Git History Investigation
Trigger Boundary
- •Use when regressions, ownership questions, or behavioral drift require historical analysis.
- •Do not use for binary-search regression isolation; use
git-bisect-debugging. - •Do not use for security-only threat analysis; use
security-threat-modeling.
Goal
Find the commit-level root cause and decision context behind observed behavior.
Shared Git Contract (Canonical)
- •Use
../git-branch-strategy/references/git-governance-contract.mdas the single schema and gate source. - •Track investigation artifacts with
GIT-HIS-*IDs. - •Run machine validation:
python3 ../git-branch-strategy/scripts/validate_git_contract.py --manifest <path/to/manifest.json>.
Inputs
- •Reproducible symptom or unexpected behavior
- •Candidate file paths, modules, or time window
- •Available issue, PR, or review metadata
Outputs
- •
GIT-HIS-*chronological evidence trail - •Root-cause candidate commit set with rationale
- •Follow-up remediation recommendation
Workflow
- •Narrow scope by file path, author, and date window.
- •Inspect commit diffs and messages for behavioral shifts.
- •Cross-reference blame data with review and issue context.

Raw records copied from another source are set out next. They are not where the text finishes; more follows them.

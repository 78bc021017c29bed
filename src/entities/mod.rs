pub mod chat_message;
pub mod player;
pub mod profile;
pub mod room;
pub mod room_status;

pub use chat_message::ChatMessage;
pub use player::Player;
pub use profile::{Avatar, Gender, Profile};
pub use room::Room;
pub use room_status::{RoomPhase, RoomStatus};

/// Collection names on the backend.
pub mod tables {
    pub const PROFILES: &str = "profiles";
    pub const ROOMS: &str = "game_rooms";
    pub const PLAYERS: &str = "game_players";
    pub const CHAT_MESSAGES: &str = "chat_messages";
}
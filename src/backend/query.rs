use std::fmt::Display;

/// Sort direction for [`Query::order`].
#[derive(Debug, Clone, Copy, PartialEq, Eq)]
pub enum Direction {
    Ascending,
    Descending,
}

/// Row filter, ordering and limit for a table request.
///
/// Renders to the backend's query-string grammar: `col=eq.value`, `order=col.asc`, `limit=n`.
#[derive(Debug, Clone, Default, PartialEq, Eq)]
pub struct Query {
    select: Option<String>,
    filters: Vec<(String, String)>,
    order: Option<String>,
    limit: Option<usize>,
}

impl Query {
    #[must_use]
    pub fn new() -> Self {
        Self::default()
    }

    /// Restrict returned columns (defaults to `*`).
    #[must_use]
    pub fn select(mut self, columns: &str) -> Self {
        self.select = Some(columns.to_string());
        self
    }

    #[must_use]
    pub fn eq(mut self, column: &str, value: impl Display) -> Self {
        self.filters.push((column.to_string(), format!("eq.{value}")));
        self
    }

    #[must_use]
    pub fn neq(mut self, column: &str, value: impl Display) -> Self {
        self.filters.push((column.to_string(), format!("neq.{value}")));
        self
    }

    #[must_use]
    pub fn order(mut self, column: &str, direction: Direction) -> Self {
        let dir = match direction {
            Direction::Ascending => "asc",
            Direction::Descending => "desc",
        };
        self.order = Some(format!("{column}.{dir}"));
        self
    }

    #[must_use]
    pub const fn limit(mut self, limit: usize) -> Self {
        self.limit = Some(limit);
        self
    }

    /// Query-string pairs in request order.
    #[must_use]
    pub fn to_pairs(&self) -> Vec<(String, String)> {
        let mut pairs = vec![(
            "select".to_string(),
            self.select.clone().unwrap_or_else(|| "*".to_string()),
        )];
        pairs.extend(self.filters.iter().cloned());
        if let Some(order) = &self.order {
            pairs.push(("order".to_string(), order.clone()));
        }
        if let Some(limit) = self.limit {
            pairs.push(("limit".to_string(), limit.to_string()));
        }
        pairs
    }

    /// Whether the query filters rows at all. Unfiltered writes are refused.
    #[must_use]
    pub fn has_filters(&self) -> bool {
        !self.filters.is_empty()
    }
}
//! Input validation performed before any network call.

use crate::entities::profile::Avatar;
use crate::error::AppError;
use crate::utils::room_code::{is_valid_room_code, normalize_room_code};

pub const USERNAME_MIN: usize = 3;
pub const USERNAME_MAX: usize = 20;
pub const NAME_MAX: usize = 50;
pub const AGE_MIN: i32 = 13;
pub const AGE_MAX: i32 = 100;
pub const PASSWORD_MIN: usize = 6;
pub const ROOM_NAME_MAX: usize = 50;
pub const MIN_PLAYERS: i32 = 3;
pub const MAX_PLAYERS: i32 = 20;
pub const DEFAULT_MAX_PLAYERS: i32 = 8;
pub const MESSAGE_MAX: usize = 500;
pub const OTP_LENGTH: usize = 6;

fn invalid<T>(message: &str) -> Result<T, AppError> {
    Err(AppError::Validation(message.to_string()))
}

/// Validate email format (one `@`, non-empty local part, dotted domain).
///
/// # Errors
///
/// Returns a validation error if the email is malformed.
pub fn validate_email(email: &str) -> Result<String, AppError> {
    let trimmed = email.trim();
    if trimmed.is_empty() {
        return invalid("Email is required");
    }
    let parts: Vec<&str> = trimmed.split('@').collect();
    if parts.len() != 2
        || parts[0].is_empty()
        || parts[1].is_empty()
        || !parts[1].contains('.')
        || trimmed.chars().any(char::is_whitespace)
    {
        return invalid("Invalid email format");
    }
    Ok(trimmed.to_string())
}

/// Validate a password and, on sign-up, its confirmation.
///
/// # Errors
///
/// Returns a validation error if the password is too short or the confirmation differs.
pub fn validate_password(password: &str, confirmation: Option<&str>) -> Result<(), AppError> {
    if password.is_empty() {
        return invalid("Password is required");
    }
    if confirmation.is_some_and(|c| c != password) {
        return invalid("Passwords do not match");
    }
    if password.chars().count() < PASSWORD_MIN {
        return invalid("Password must be at least 6 characters");
    }
    Ok(())
}

/// Validate and trim a username (3-20 characters).
///
/// # Errors
///
/// Returns a validation error if the username is empty or out of range.
pub fn validate_username(username: &str) -> Result<String, AppError> {
    let trimmed = username.trim();
    if trimmed.is_empty() {
        return invalid("Please enter a username");
    }
    let len = trimmed.chars().count();
    if !(USERNAME_MIN..=USERNAME_MAX).contains(&len) {
        return invalid("Username must be between 3 and 20 characters");
    }
    Ok(trimmed.to_string())
}

/// Validate and trim a display name.
///
/// # Errors
///
/// Returns a validation error if the name is empty or too long.
pub fn validate_name(name: &str) -> Result<String, AppError> {
    let trimmed = name.trim();
    if trimmed.is_empty() {
        return invalid("Please enter your name");
    }
    if trimmed.chars().count() > NAME_MAX {
        return invalid("Name must be at most 50 characters");
    }
    Ok(trimmed.to_string())
}

/// Parse and range-check an age (13-100).
///
/// # Errors
///
/// Returns a validation error if the age does not parse or is out of range.
pub fn validate_age(age: &str) -> Result<i32, AppError> {
    match age.trim().parse::<i32>() {
        Ok(n) if (AGE_MIN..=AGE_MAX).contains(&n) => Ok(n),
        _ => invalid("Please enter a valid age (13-100)"),
    }
}

/// Check that an avatar id is one of the known characters.
///
/// # Errors
///
/// Returns a validation error for unknown avatar ids.
pub fn validate_avatar(avatar: &str) -> Result<String, AppError> {
    Avatar::find(avatar.trim()).map_or_else(
        || invalid("Unknown avatar"),
        |a| Ok(a.id.to_string()),
    )
}

/// Normalize a phone number to E.164-ish form.
///
/// Non-digits are stripped. Numbers starting with `91` get a `+`; bare 10-digit numbers get `+91`.
#[must_use]
pub fn format_phone_number(phone: &str) -> String {
    let cleaned: String = phone.chars().filter(char::is_ascii_digit).collect();
    if cleaned.starts_with("91") {
        format!("+{cleaned}")
    } else if cleaned.len() == 10 {
        format!("+91{cleaned}")
    } else {
        format!("+{cleaned}")
    }
}

/// Validate and normalize a phone number.
///
/// # Errors
///
/// Returns a validation error if the phone number is empty or too short once formatted.
pub fn validate_phone(phone: &str) -> Result<String, AppError> {
    if phone.trim().is_empty() {
        return invalid("Please enter your phone number");
    }
    let formatted = format_phone_number(phone);
    if formatted.len() < 12 {
        return invalid("Please enter a valid phone number");
    }
    Ok(formatted)
}

/// Validate a one-time password (exactly 6 digits).
///
/// # Errors
///
/// Returns a validation error if the code is not 6 digits.
pub fn validate_otp(token: &str) -> Result<String, AppError> {
    let trimmed = token.trim();
    if trimmed.len() != OTP_LENGTH || !trimmed.chars().all(|c| c.is_ascii_digit()) {
        return invalid("Please enter the 6-digit OTP");
    }
    Ok(trimmed.to_string())
}

/// Validate and trim a room name.
///
/// # Errors
///
/// Returns a validation error if the name is empty or too long.
pub fn validate_room_name(name: &str) -> Result<String, AppError> {
    let trimmed = name.trim();
    if trimmed.is_empty() {
        return invalid("Please enter a room name");
    }
    if trimmed.chars().count() > ROOM_NAME_MAX {
        return invalid("Room name must be at most 50 characters");
    }
    Ok(trimmed.to_string())
}

/// Range-check the seat count (3-20).
///
/// # Errors
///
/// Returns a validation error if the count is out of range.
pub fn validate_max_players(max_players: i32) -> Result<i32, AppError> {
    if !(MIN_PLAYERS..=MAX_PLAYERS).contains(&max_players) {
        return invalid("Max players must be between 3 and 20");
    }
    Ok(max_players)
}

/// Normalize and check a join code.
///
/// # Errors
///
/// Returns a validation error if the code is empty or malformed.
pub fn validate_join_code(code: &str) -> Result<String, AppError> {
    let normalized = normalize_room_code(code);
    if normalized.is_empty() {
        return invalid("Please enter a room code");
    }
    if !is_valid_room_code(&normalized) {
        return invalid("Room codes are 6 letters or digits");
    }
    Ok(normalized)
}

/// Validate a chat line; returns it trimmed.
///
/// # Errors
///
/// Returns a validation error for blank or oversized messages.
pub fn validate_chat_message(text: &str) -> Result<String, AppError> {
    let trimmed = text.trim();
    if trimmed.is_empty() {
        return invalid("Message cannot be empty");
    }
    if trimmed.chars().count() > MESSAGE_MAX {
        return invalid("Message must be at most 500 characters");
    }
    Ok(trimmed.to_string())
}
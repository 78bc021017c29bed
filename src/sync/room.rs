use async_trait::async_trait;
use uuid::Uuid;

use super::{Feed, Reaction};
use crate::backend::{BackendClient, chat, players, rooms};
use crate::entities::{ChatMessage, Player, Room, tables};
use crate::error::AppError;
use crate::realtime::{ChangeEvent, ChangeKind, Subscription};

/// Everything the in-room view shows.
#[derive(Debug, Clone, PartialEq, Eq)]
pub struct RoomState {
    pub room: Room,
    /// Seating order: join order.
    pub players: Vec<Player>,
    /// Oldest first.
    pub messages: Vec<ChatMessage>,
}

impl RoomState {
    #[must_use]
    pub fn player(&self, user_id: Uuid) -> Option<&Player> {
        self.players.iter().find(|p| p.user_id == user_id)
    }

    #[must_use]
    pub fn is_seated(&self, user_id: Uuid) -> bool {
        self.player(user_id).is_some()
    }
}

/// Room, roster and recent chat of one room.
pub struct RoomFeed {
    client: BackendClient,
    room_id: Uuid,
    history_limit: usize,
}

impl RoomFeed {
    #[must_use]
    pub const fn new(client: BackendClient, room_id: Uuid, history_limit: usize) -> Self {
        Self {
            client,
            room_id,
            history_limit,
        }
    }

    #[must_use]
    pub const fn room_id(&self) -> Uuid {
        self.room_id
    }
}

/// Insert `message` in creation order unless already present, keeping the newest `limit`.
fn append_message(messages: &mut Vec<ChatMessage>, message: ChatMessage, limit: usize) -> bool {
    if messages.iter().any(|m| m.id == message.id) {
        return false;
    }
    let at = messages.partition_point(|m| m.created_at <= message.created_at);
    messages.insert(at, message);
    if messages.len() > limit {
        let excess = messages.len() - limit;
        messages.drain(..excess);
    }
    true
}

#[async_trait]
impl Feed for RoomFeed {
    type State = RoomState;

    fn name(&self) -> String {
        format!("room:{}", self.room_id)
    }

    async fn fetch(&self) -> Result<RoomState, AppError> {
        let (room, players, messages) = tokio::try_join!(
            rooms::get_room(&self.client, self.room_id),
            players::list_players(&self.client, self.room_id),
            chat::list_messages(&self.client, self.room_id, self.history_limit),
        )?;
        Ok(RoomState {
            room,
            players,
            messages,
        })
    }

    fn subscriptions(&self) -> Vec<Subscription> {
        let id = self.room_id;
        vec![
            Subscription::all(format!("room:{id}:chat"), tables::CHAT_MESSAGES)
                .on(ChangeKind::Insert)
                .filter_eq("room_id", id),
            Subscription::all(format!("room:{id}:players"), tables::PLAYERS)
                .filter_eq("room_id", id),
            Subscription::all(format!("room:{id}:room"), tables::ROOMS).filter_eq("id", id),
        ]
    }

    fn react(&self, state: &mut RoomState, change: &ChangeEvent) -> Reaction {
        match change.table.as_str() {
            tables::CHAT_MESSAGES => {
                if change.kind != ChangeKind::Insert {
                    return Reaction::Ignore;
                }
                let Some(message) = change.record_as::<ChatMessage>() else {
                    return Reaction::Refetch;
                };
                if message.room_id != self.room_id {
                    return Reaction::Ignore;
                }
                if append_message(&mut state.messages, message, self.history_limit) {
                    Reaction::Updated
                } else {
                    Reaction::Ignore
                }
            }
            tables::ROOMS => match (change.kind, change.record_as::<Room>()) {
                (ChangeKind::Update, Some(room)) if room.id == self.room_id => {
                    state.room = room;
                    Reaction::Updated
                }
                _ => Reaction::Refetch,
            },
            tables::PLAYERS => Reaction::Refetch,
            _ => Reaction::Ignore,
        }
    }

    /// Keep messages appended from the change feed that the snapshot predates.
    fn merge(&self, current: Option<&RoomState>, fetched: RoomState) -> RoomState {
        let Some(current) = current else {
            return fetched;
        };
        let newest = fetched.messages.last().map(|m| m.created_at);
        let mut merged = fetched;
        for message in &current.messages {
            if newest.is_none_or(|t| message.created_at > t) {
                append_message(&mut merged.messages, message.clone(), self.history_limit);
            }
        }
        merged
    }
}

#[cfg(test)]
mod tests {
    use chrono::{DateTime, Duration, Utc};
    use serde_json::json;

    use super::*;
    use crate::config::Config;
    use crate::entities::RoomStatus;

    fn feed(room_id: Uuid, limit: usize) -> RoomFeed {
        let config = Config::from_lookup(|key| match key {
            "SUPABASE_URL" => Some("http://127.0.0.1:9".to_string()),
            "SUPABASE_ANON_KEY" => Some("anon".to_string()),
            _ => None,
        });
        let Ok(client) = config.and_then(|c| BackendClient::new(&c)) else {
            unreachable!("client should build");
        };
        RoomFeed::new(client, room_id, limit)
    }

    fn at(secs: i64) -> DateTime<Utc> {
        DateTime::<Utc>::UNIX_EPOCH + Duration::seconds(1_700_000_000 + secs)
    }

    fn room(id: Uuid) -> Room {
        Room {
            id,
            code: "ABC123".to_string(),
            name: "Test Room".to_string(),
            host_id: Uuid::new_v4(),
            status: RoomStatus::Waiting,
            max_players: 8,
            created_at: at(0),
            updated_at: None,
            game_start_at: None,
            game_end_at: None,
            phase: None,
            round_number: None,
        }
    }

    fn message(room_id: Uuid, secs: i64, text: &str) -> ChatMessage {
        ChatMessage {
            id: Uuid::new_v4(),
            room_id,
            user_id: Uuid::new_v4(),
            username: "vito".to_string(),
            message: text.to_string(),
            created_at: at(secs),
        }
    }

    fn state(room_id: Uuid, messages: Vec<ChatMessage>) -> RoomState {
        RoomState {
            room: room(room_id),
            players: Vec::new(),
            messages,
        }
    }

    fn insert_event(message: &ChatMessage) -> ChangeEvent {
        ChangeEvent {
            topic: "realtime:room:chat".to_string(),
            table: tables::CHAT_MESSAGES.to_string(),
            kind: ChangeKind::Insert,
            record: serde_json::to_value(message).ok(),
            old_record: None,
        }
    }

    fn texts(state: &RoomState) -> Vec<&str> {
        state.messages.iter().map(|m| m.message.as_str()).collect()
    }

    #[test]
    fn test_chat_insert_appends_in_creation_order() {
        let id = Uuid::new_v4();
        let feed = feed(id, 50);
        let mut s = state(id, vec![message(id, 1, "one"), message(id, 3, "three")]);

        let late = message(id, 2, "two");
        assert_eq!(feed.react(&mut s, &insert_event(&late)), Reaction::Updated);
        assert_eq!(texts(&s), vec!["one", "two", "three"]);

        assert_eq!(feed.react(&mut s, &insert_event(&late)), Reaction::Ignore);
        assert_eq!(s.messages.len(), 3);
    }

    #[test]
    fn test_chat_insert_for_other_room_is_ignored() {
        let id = Uuid::new_v4();
        let feed = feed(id, 50);
        let mut s = state(id, Vec::new());
        let stray = message(Uuid::new_v4(), 1, "elsewhere");
        assert_eq!(feed.react(&mut s, &insert_event(&stray)), Reaction::Ignore);
        assert!(s.messages.is_empty());
    }

    #[test]
    fn test_history_limit_keeps_newest() {
        let id = Uuid::new_v4();
        let feed = feed(id, 2);
        let mut s = state(id, vec![message(id, 1, "one"), message(id, 2, "two")]);
        let newest = message(id, 3, "three");
        assert_eq!(feed.react(&mut s, &insert_event(&newest)), Reaction::Updated);
        assert_eq!(texts(&s), vec!["two", "three"]);
    }

    #[test]
    fn test_player_change_refetches() {
        let id = Uuid::new_v4();
        let feed = feed(id, 50);
        let mut s = state(id, Vec::new());
        let change = ChangeEvent {
            topic: "realtime:room:players".to_string(),
            table: tables::PLAYERS.to_string(),
            kind: ChangeKind::Delete,
            record: None,
            old_record: Some(json!({ "id": Uuid::new_v4() })),
        };
        assert_eq!(feed.react(&mut s, &change), Reaction::Refetch);
    }

    #[test]
    fn test_room_update_patches_in_place() {
        let id = Uuid::new_v4();
        let feed = feed(id, 50);
        let mut s = state(id, Vec::new());
        let mut updated = room(id);
        updated.status = RoomStatus::Playing;
        let change = ChangeEvent {
            topic: "realtime:room:room".to_string(),
            table: tables::ROOMS.to_string(),
            kind: ChangeKind::Update,
            record: serde_json::to_value(&updated).ok(),
            old_record: None,
        };
        assert_eq!(feed.react(&mut s, &change), Reaction::Updated);
        assert_eq!(s.room.status, RoomStatus::Playing);
    }

    #[test]
    fn test_merge_keeps_messages_newer_than_snapshot() {
        let id = Uuid::new_v4();
        let feed = feed(id, 50);
        let first = message(id, 1, "one");
        let pushed = message(id, 5, "pushed");
        let current = state(id, vec![first.clone(), pushed]);
        let fetched = state(id, vec![first, message(id, 2, "two")]);

        let merged = feed.merge(Some(&current), fetched);
        assert_eq!(texts(&merged), vec!["one", "two", "pushed"]);
    }

    #[test]
    fn test_merge_without_current_takes_snapshot() {
        let id = Uuid::new_v4();
        let feed = feed(id, 50);
        let fetched = state(id, vec![message(id, 1, "one")]);
        assert_eq!(feed.merge(None, fetched.clone()), fetched);
    }

    #[test]
    fn test_subscriptions_are_scoped_to_room() {
        let id = Uuid::new_v4();
        let subs = feed(id, 50).subscriptions();
        assert_eq!(subs.len(), 3);
        assert_eq!(subs[0].topic(), format!("realtime:room:{id}:chat"));
        assert_eq!(subs[0].event, "INSERT");
        assert_eq!(subs[2].filter, Some(format!("id=eq.{id}")));
    }
}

- •Validate candidate root cause against symptom timeline.
- •Publish findings with confidence level and contract validation evidence.
Quality Gates
- •Evidence chain links symptom to specific commit behavior.
- •Root-cause claim includes reproducible supporting data.
- •Alternative hypotheses are documented and ruled out.
- •Follow-up actions target root causes, not only symptoms.
Failure Handling
- •Stop when symptom cannot be reproduced or scoped.
- •Escalate when history evidence is insufficient for a high-confidence claim.